The SilverHawk and TurboHawk Plaque Excision Systems (eV3 Inc., Plymouth, MN) were approved by the FDA as directional atherectomy devices. They consist of a carbide cutting blade with variable height and a plunger used to pack the atheroma into the nose cone ( Fig. 63.8 ). The cutting blade rotates at a speed of up to 8000 revolutions per minute (rpm) and shaves atherosclerotic material from the luminal portion of the arterial wall. The cutting blade of the TurboHawk is designed for treating severe calcification. The devices are composed of a monorail catheter with a 0.014-inch compatible wire system, and the recommended sheath size is 6 to 8 Fr. They can be used in many cases without balloons or stents. The DEFINITIVE Ca ++ study demonstrated that the SilverHawk and TurboHawk atherectomy devices coupled with distal embolic protection (Spider FX;eV3 Inc, Plymouth, MN) were safe and effective for the treatment of moderate to severe calcified lesions in the femoropopliteal arteries. The primary endpoint (≤50% residual diameter stenosis) was achieved in 92.0%, and the 30-day freedom from major adverse event rate was 93.1%. Further, the DEFINITIVE LE trial, a prospective multicenter trial and DEFINITIVE Ca ++ , enrolled 800 subjects suffering from claudication, or CLI, with an infrainguinal lesion up to 20 cm in length. The primary patency at 12 months was 78%, and the rate of freedom from major unplanned amputations in CLI subjects was 95%.

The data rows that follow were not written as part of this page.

//! Rolling window store.
//!
//! A [`RollingWindow`] holds one bounded FIFO buffer per named series.
//! Appends are O(1) amortized; eviction pops from the front of each
//! `VecDeque` until only ticks in `(current - W, current]` remain, so a
//! series never holds more than W samples and its ticks are always a
//! contiguous suffix of the ticks it has seen.
//!
//! "No data" is stored as `None` and never coerced to zero.

use std::collections::VecDeque;

use serde::{Deserialize, Serialize};

/// One point of a series.
#[derive(Debug, Clone, Copy, PartialEq, Serialize, Deserialize)]
pub struct Sample {
    pub tick: u64,
    pub value: Option<f64>,
}

/// Immutable copy of one series, oldest first.
#[derive(Debug, Clone, PartialEq, Serialize, Deserialize)]
pub struct SeriesSnapshot {
    pub name: String,
    pub samples: Vec<Sample>,
}

impl SeriesSnapshot {
    /// Most recent present value.
    pub fn latest(&self) -> Option<f64> {
        self.samples.iter().rev().find_map(|s| s.value)
    }
}

#[derive(Debug, Clone)]
struct Series {
    name: String,
    samples: VecDeque<Sample>,
}

/// Samples reserved up front per series; the deque grows to W on demand.
const PREALLOC: usize = 256;

/// Fixed-capacity per-series sample buffers.
#[derive(Debug, Clone)]
pub struct RollingWindow {
    capacity: usize,
    series: Vec<Series>,
    last_tick: Option<u64>,
}

impl RollingWindow {
    /// `capacity` is W; values below 1 are raised to 1.
    pub fn new(capacity: usize) -> Self {
        Self {
            capacity: capacity.max(1),
            series: Vec::new(),
            last_tick: None,
        }
    }

    pub fn with_series<S: Into<String>>(capacity: usize, names: impl IntoIterator<Item = S>) -> Self {
        let mut window = Self::new(capacity);
        for name in names {
            window.add_series(name);
        }
        window
    }

    /// Register a series; returns its index.
    pub fn add_series(&mut self, name: impl Into<String>) -> usize {
        self.series.push(Series {
            name: name.into(),
            samples: VecDeque::with_capacity(self.capacity.min(PREALLOC)),
        });
        self.series.len() - 1
    }

    pub fn capacity(&self) -> usize {
        self.capacity
    }

    pub fn series_count(&self) -> usize {
        self.series.len()
    }

    pub fn series_names(&self) -> impl Iterator<Item = &str> {
        self.series.iter().map(|s| s.name.as_str())
    }

    pub fn last_tick(&self) -> Option<u64> {
        self.last_tick
    }

    /// Append one value per series at `tick`, then evict expired samples.
    ///
    /// `values` pairs with series by position: missing trailing entries are
    /// stored as no data, extra entries are ignored. A tick that is not newer
    /// than the last appended one is dropped so ticks stay strictly increasing.
    /// Returns whether the tick was stored.
    pub fn append(&mut self, tick: u64, values: &[Option<f64>]) -> bool {
        if self.last_tick.is_some_and(|last| tick <= last) {
            log::debug!("dropping stale tick {tick} (last {:?})", self.last_tick);
            return false;
        }
        for (i, series) in self.series.iter_mut().enumerate() {
            let value = values.get(i).copied().flatten().filter(|v| v.is_finite());
            series.samples.push_back(Sample { tick, value });
        }
        self.last_tick = Some(tick);
        self.evict(tick);
        true
    }

    fn evict(&mut self, current: u64) {
        let capacity = self.capacity as u64;
        for series in &mut self.series {
            while series
                .samples
                .front()
                .is_some_and(|s| s.tick.saturating_add(capacity) <= current)
            {
                series.samples.pop_front();
            }
        }
    }

    /// Values of one series, oldest first.
    pub fn values(&self, index: usize) -> Vec<Option<f64>> {
        self.series
            .get(index)
            .map(|s| s.samples.iter().map(|p| p.value).collect())
            .unwrap_or_default()
    }

    pub fn len(&self, index: usize) -> usize {
        self.series.get(index).map_or(0, |s| s.samples.len())
    }

    pub fn is_empty(&self) -> bool {
        self.series.iter().all(|s| s.samples.is_empty())
    }

    /// Largest present value across all series.
    pub fn max_value(&self) -> Option<f64> {
        self.series
            .iter()
            .flat_map(|s| s.samples.iter().filter_map(|p| p.value))
            .fold(None, |acc: Option<f64>, v| Some(acc.map_or(v, |a| a.max(v))))
    }

    /// Multiply every buffered value by `factor` (unit rescaling).
    pub fn rescale(&mut self, factor: f64) {
        for series in &mut self.series {
            for sample in &mut series.samples {
                if let Some(v) = sample.value.as_mut() {
                    *v *= factor;
                }
            }
        }
    }

    pub fn snapshot(&self) -> Vec<SeriesSnapshot> {
        self.series
            .iter()
            .map(|s| SeriesSnapshot {
                name: s.name.clone(),
                samples: s.samples.iter().copied().collect(),
            })
            .collect()
    }
}

#[cfg(test)]
mod tests {
    use super::*;

    #[test]
    fn large_capacity_does_not_reserve_up_front() {
        let mut window = RollingWindow::with_series(usize::MAX, ["a", "b"]);
        assert_eq!(window.capacity(), usize::MAX);
        assert!(window.append(0, &[Some(1.0), None]));
        assert!(window.append(1, &[Some(2.0), Some(3.0)]));
        assert_eq!(window.values(0), vec![Some(1.0), Some(2.0)]);
        assert_eq!(window.values(1), vec![None, Some(3.0)]);
    }

    fn ticks(window: &RollingWindow, index: usize) -> Vec<u64> {
        window.snapshot()[index].samples.iter().map(|s| s.tick).collect()
    }

    #[test]
    fn length_is_bounded_by_capacity() {
        for capacity in [1usize, 3, 10] {
            for n in 0..25u64 {
                let mut w = RollingWindow::with_series(capacity, ["a", "b"]);
                for t in 0..n {
                    w.append(t, &[Some(t as f64), None]);
                }
                assert_eq!(w.len(0), (n as usize).min(capacity));
                assert_eq!(w.len(1), (n as usize).min(capacity));
            }
        }
    }

    #[test]
    fn stored_ticks_are_contiguous_suffix() {
        let mut w = RollingWindow::with_series(4, ["a"]);
        for t in 10..20 {
            w.append(t, &[Some(1.0)]);
        }
        assert_eq!(ticks(&w, 0), vec![16, 17, 18, 19]);
    }

    #[test]
    fn absence_is_preserved() {
        let mut w = RollingWindow::with_series(5, ["a"]);
        w.append(0, &[Some(0.0)]);
        w.append(1, &[None]);
        w.append(2, &[Some(f64::NAN)]);
        assert_eq!(w.values(0), vec![Some(0.0), None, None]);
    }

    #[test]
    fn short_value_list_pads_with_no_data() {
        let mut w = RollingWindow::with_series(5, ["a", "b"]);
        w.append(0, &[Some(2.0)]);
        assert_eq!(w.values(1), vec![None]);
    }

    #[test]
    fn stale_tick_is_rejected() {
        let mut w = RollingWindow::with_series(5, ["a"]);
        assert!(w.append(3, &[Some(1.0)]));
        assert!(!w.append(3, &[Some(2.0)]));
        assert!(!w.append(1, &[Some(2.0)]));
        assert_eq!(w.values(0), vec![Some(1.0)]);
    }

    #[test]
    fn gap_in_ticks_evicts_by_tick_not_count() {
        let mut w = RollingWindow::with_series(3, ["a"]);
        w.append(0, &[Some(1.0)]);
        w.append(1, &[Some(2.0)]);
        w.append(10, &[Some(3.0)]);
        assert_eq!(ticks(&w, 0), vec![10]);
    }

    #[test]
    fn max_skips_absent_values() {
        let mut w = RollingWindow::with_series(5, ["a", "b"]);
        assert_eq!(w.max_value(), None);
        w.append(0, &[None, Some(3.5)]);
        w.append(1, &[Some(2.0), None]);
        assert_eq!(w.max_value(), Some(3.5));
    }

    #[test]
    fn rescale_touches_only_present_values() {
        let mut w = RollingWindow::with_series(5, ["a"]);
        w.append(0, &[Some(2048.0)]);
        w.append(1, &[None]);
        w.rescale(1.0 / 1024.0);
        assert_eq!(w.values(0), vec![Some(2.0), None]);
    }

    #[test]
    fn latest_skips_trailing_gaps() {
        let mut w = RollingWindow::with_series(5, ["a"]);
        w.append(0, &[Some(7.0)]);
        w.append(1, &[None]);
        assert_eq!(w.snapshot()[0].latest(), Some(7.0));
    }
}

Figure 63.8, ( A ) TurboHawk atherectomy system (eV3 Inc., Plymouth, MN). ( B ) Pre-intervention angiography showing a superficial artery occlusion. ( C , D ) The plaque is shaved off by the TurboHawk device with a Spider FX located distally to prevent embolization. ( E ) Completion angiography showing an improvement in vessel flow without distal embolization. ( F , G ) The shaved plaque captured by the nose cone of the TurboHawk and the filter of Spider FX.